Since then Heather had been running the ranch, to the sacrifice of her art. It was not something she took lightly, nor did she regret what she had to give up. This was her home, as it had been her mother’s and father’s. Without the Strand Ranch, there could be no Heather, and no art.
By the time things had settled down and the ranch was back to normal, Heather had made peace with herself over her father’s death. For the next four months, Heather worked with the foreman, Hank Thompson, learning everything she had not bothered with until then. Her mind opened and she learned what was necessary to run a ranch. A year later, Hank gave notice. Torn, Heather did not know what to do. Hank left for a much larger ranch and a lot more money. Heather didn’t try to talk him out of it: he had children and a wife to support. With her approval, Hank Thompson left.
Then Heather had talked Tom Farley into taking over as the foreman. Tom had tried, but even Heather knew he was not experienced enough to handle the job. Reluctantly she agreed with Tom and began to advertise. The first time there were a dozen responses, each falling into two categories.
There were those in whom she sensed hesitancy in their manner about working not just for a woman, but a blind woman. Those men she ruled out immediately. Then came the other types—the ones who seemed to be itching for the job. Heather knew they would use the ranch, and her, to do whatever they wanted. These, too, she dismissed out of hand.

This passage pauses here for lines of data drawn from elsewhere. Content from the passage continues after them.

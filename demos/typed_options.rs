// Copyright (c) 2021 James O. D. Hunt.
//
// SPDX-License-Identifier: Apache-2.0
//

//! Example program exercising every option value type: integer,
//! text, float, optional argument and long-only options.

use cmdopts::{argv, HelpMessage, Need, Opt, OptSet, Parser, Result, Value};

fn main() -> Result<()> {
    let argv = argv();

    let mut opts = OptSet::new();

    opts.add(
        Opt::new("number")
            .short('n')
            .needs(Need::Argument)
            .default_value(Value::Int(0))
            .placeholder("=NUM")
            .help("An integer value"),
    );
    opts.add(
        Opt::new("string")
            .short('s')
            .needs(Need::Argument)
            .default_value(Value::Text("default".into()))
            .placeholder("=STR")
            .help("A text value"),
    );
    opts.add(
        Opt::new("double")
            .short('d')
            .needs(Need::Argument)
            .default_value(Value::Float(3.141))
            .placeholder("=NUM")
            .help("A floating point value"),
    );
    opts.add(
        Opt::new("optional")
            .short('o')
            .needs(Need::OptionalArgument)
            .default_value(Value::Int(1))
            .placeholder("[=NUM]")
            .help("An optional integer value"),
    );
    opts.add(
        Opt::new("long-only")
            .needs(Need::Argument)
            .default_value(Value::Int(0))
            .placeholder("=NUM")
            .help("An integer value without a short option"),
    );
    opts.add(Opt::new("version").short('v').help("Version"));
    opts.add(Opt::new("help").short('h').help("Help"));

    let first_posn = Parser::new(&mut opts).parse(&argv)?;

    if opts.get("help").unwrap().is_present() {
        let msg = HelpMessage::new(&argv[0])
            .usage("[OPTION]...")
            .usage("--help")
            .description("Test harness for the cmdopts option types.")
            .example("-n 10 -s string --double=3.141 -o4")
            .example("-vn10")
            .render(&opts)?;

        print!("{}", msg);
        return Ok(());
    }

    println!(
        "number = {}",
        opts.get("number").unwrap().value.as_int().unwrap()
    );
    println!(
        "string = {}",
        opts.get("string").unwrap().value.as_text().unwrap()
    );
    println!(
        "double = {}",
        opts.get("double").unwrap().value.as_float().unwrap()
    );
    println!(
        "optional = {}",
        opts.get("optional").unwrap().value.as_int().unwrap()
    );
    println!(
        "long-only = {}",
        opts.get("long-only").unwrap().value.as_int().unwrap()
    );

    if opts.get("version").unwrap().is_present() {
        println!("version = 1.0");
    }

    println!("positional arguments: {:?}", &argv[first_posn..]);

    Ok(())
}
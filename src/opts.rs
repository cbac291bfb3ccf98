// Copyright (c) 2021 James O. D. Hunt.
//
// SPDX-License-Identifier: Apache-2.0
//

use std::env;

use crate::error::{Error, Result};

/// First code handed out to options registered without a short option
/// character. Codes below this value are ordinary short option
/// characters, so a synthetic code can never collide with one.
pub const SYNTHETIC_CODE_BASE: u32 = 0x100;

/// Code an [Opt] carries before registration when no short option was
/// specified.
const NO_SHORT_OPT: u32 = 0;

/// Used to specify whether an option is a "stand-alone" flag option
/// (needs no value), or whether it takes an option argument.
#[derive(Debug, PartialEq, PartialOrd, Eq, Ord, Clone, Copy)]
pub enum Need {
    /// Option is stand-alone (no argument).
    Nothing,
    /// Option needs an argument.
    Argument,
    /// Option accepts an argument, but only in attached form
    /// (`-o4` or `--opt=4`); a bare `-o` is valid and keeps the
    /// default value.
    OptionalArgument,
}

impl Default for Need {
    fn default() -> Self {
        Need::Nothing
    }
}

impl Need {
    /// Create a new default requirement for an [Opt].
    pub fn new() -> Self {
        Need::default()
    }
}

/// Typed storage for an option's value.
///
/// The variant chosen at construction time fixes the option's native
/// type: the parser converts raw command-line text into that type via
/// [Opt::set_value] and never changes the variant.
#[derive(Clone, Debug, PartialEq)]
pub enum Value {
    /// Integer option argument.
    Int(i64),
    /// Floating point option argument.
    Float(f64),
    /// Free text option argument.
    Text(String),
    /// Boolean flag.
    Flag(bool),
}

Then she advertised again. This time there had been ten responses. Out of the ten, three seemed to be good possibilities. Of the three, only two had prior experience as a foreman. Today she had spoken with Reid Hunter; on Tuesday she would interview John Scotts.
As Heather’s mind returned to the present, she let out a sigh. She knew she could not be weak in front of people, especially those who worked for her, and had found, during these last two years without her father to talk to, these little trips into the past seemed to help more than hurt. They helped her survive and made her stronger.